**Task description**
For each line in the records that contains "BufferDescriptor", make a copy.

---------- Records to use ----------

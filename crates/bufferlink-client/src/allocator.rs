//! Buffer allocation for render targets.

use std::io;

use bitflags::bitflags;
use bufferlink_ipc::NativeHandle;
use nix::sys::memfd::{MFdFlags, memfd_create};
use nix::unistd::ftruncate;
use serde::{Deserialize, Serialize};
use tracing::debug;

/// Pixel layout of a buffer
#[derive(Debug, Clone, Copy, PartialEq, Eq, Default, Serialize, Deserialize)]
#[serde(rename_all = "lowercase")]
pub enum BufferFormat {
    #[default]
    Rgba8888,
    Rgbx8888,
    Rgb565,
}

impl BufferFormat {
    pub fn bytes_per_pixel(self) -> u32 {
        match self {
            BufferFormat::Rgba8888 | BufferFormat::Rgbx8888 => 4,
            BufferFormat::Rgb565 => 2,
        }
    }
}

bitflags! {
    /// How a buffer will be accessed. Bit values follow the platform
    /// hardware-buffer usage flags.
    #[derive(Debug, Clone, Copy, PartialEq, Eq)]
    pub struct BufferUsage: u64 {
        const CPU_WRITE_OFTEN = 0x30;
        const GPU_SAMPLED_IMAGE = 0x100;
        const GPU_FRAMEBUFFER = 0x200;
        const COMPOSER_OVERLAY = 0x800;
    }
}

#[derive(Debug, Clone, Copy, PartialEq, Eq)]
pub struct BufferDescriptor {
    pub width: u32,
    pub height: u32,
    pub layers: u32,
    pub format: BufferFormat,
    pub usage: BufferUsage,
}

impl BufferDescriptor {
    /// A single-layer buffer rendered by the GPU and scanned out by the compositor.
    pub fn render_target(width: u32, height: u32, format: BufferFormat) -> Self {
        Self {
            width,
            height,
            layers: 1,
            format,
            usage: BufferUsage::GPU_FRAMEBUFFER
                | BufferUsage::GPU_SAMPLED_IMAGE
                | BufferUsage::COMPOSER_OVERLAY,
        }
    }

    pub fn byte_size(&self) -> u64 {
        u64::from(self.width)
            * u64::from(self.height)
            * u64::from(self.layers)
            * u64::from(self.format.bytes_per_pixel())
    }
}

/// Source of buffer handles for a render target (a GPU allocator in
/// production, shared memory for the loopback runner and tests).
pub trait BufferAllocator {
    fn allocate(&mut self, descriptor: &BufferDescriptor) -> io::Result<NativeHandle>;
}

/// Allocates buffers as anonymous shared memory.
#[derive(Debug, Default)]
pub struct MemfdAllocator {
    allocated: usize,
}

impl MemfdAllocator {
    pub fn new() -> Self {
        Self::default()
    }

    /// Buffers handed out so far.
    pub fn allocated(&self) -> usize {
        self.allocated
    }
}

impl BufferAllocator for MemfdAllocator {
    fn allocate(&mut self, descriptor: &BufferDescriptor) -> io::Result<NativeHandle> {
        let size = nix::libc::off_t::try_from(descriptor.byte_size())
            .map_err(|_| io::Error::new(io::ErrorKind::InvalidInput, "buffer too large"))?;
        let fd = memfd_create("bufferlink-buffer", MFdFlags::MFD_CLOEXEC)?;
        ftruncate(&fd, size)?;

        self.allocated += 1;
        debug!(
            "Allocated {}x{} {:?} buffer ({} bytes)",
            descriptor.width,
            descriptor.height,
            descriptor.format,
            size
        );
        Ok(NativeHandle::from_fd(fd))
    }
}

----------

**Solved exercise**
pub struct BufferDescriptor {
impl BufferDescriptor {
    fn allocate(&mut self, descriptor: &BufferDescriptor) -> io::Result<NativeHandle>;
    fn allocate(&mut self, descriptor: &BufferDescriptor) -> io::Result<NativeHandle> {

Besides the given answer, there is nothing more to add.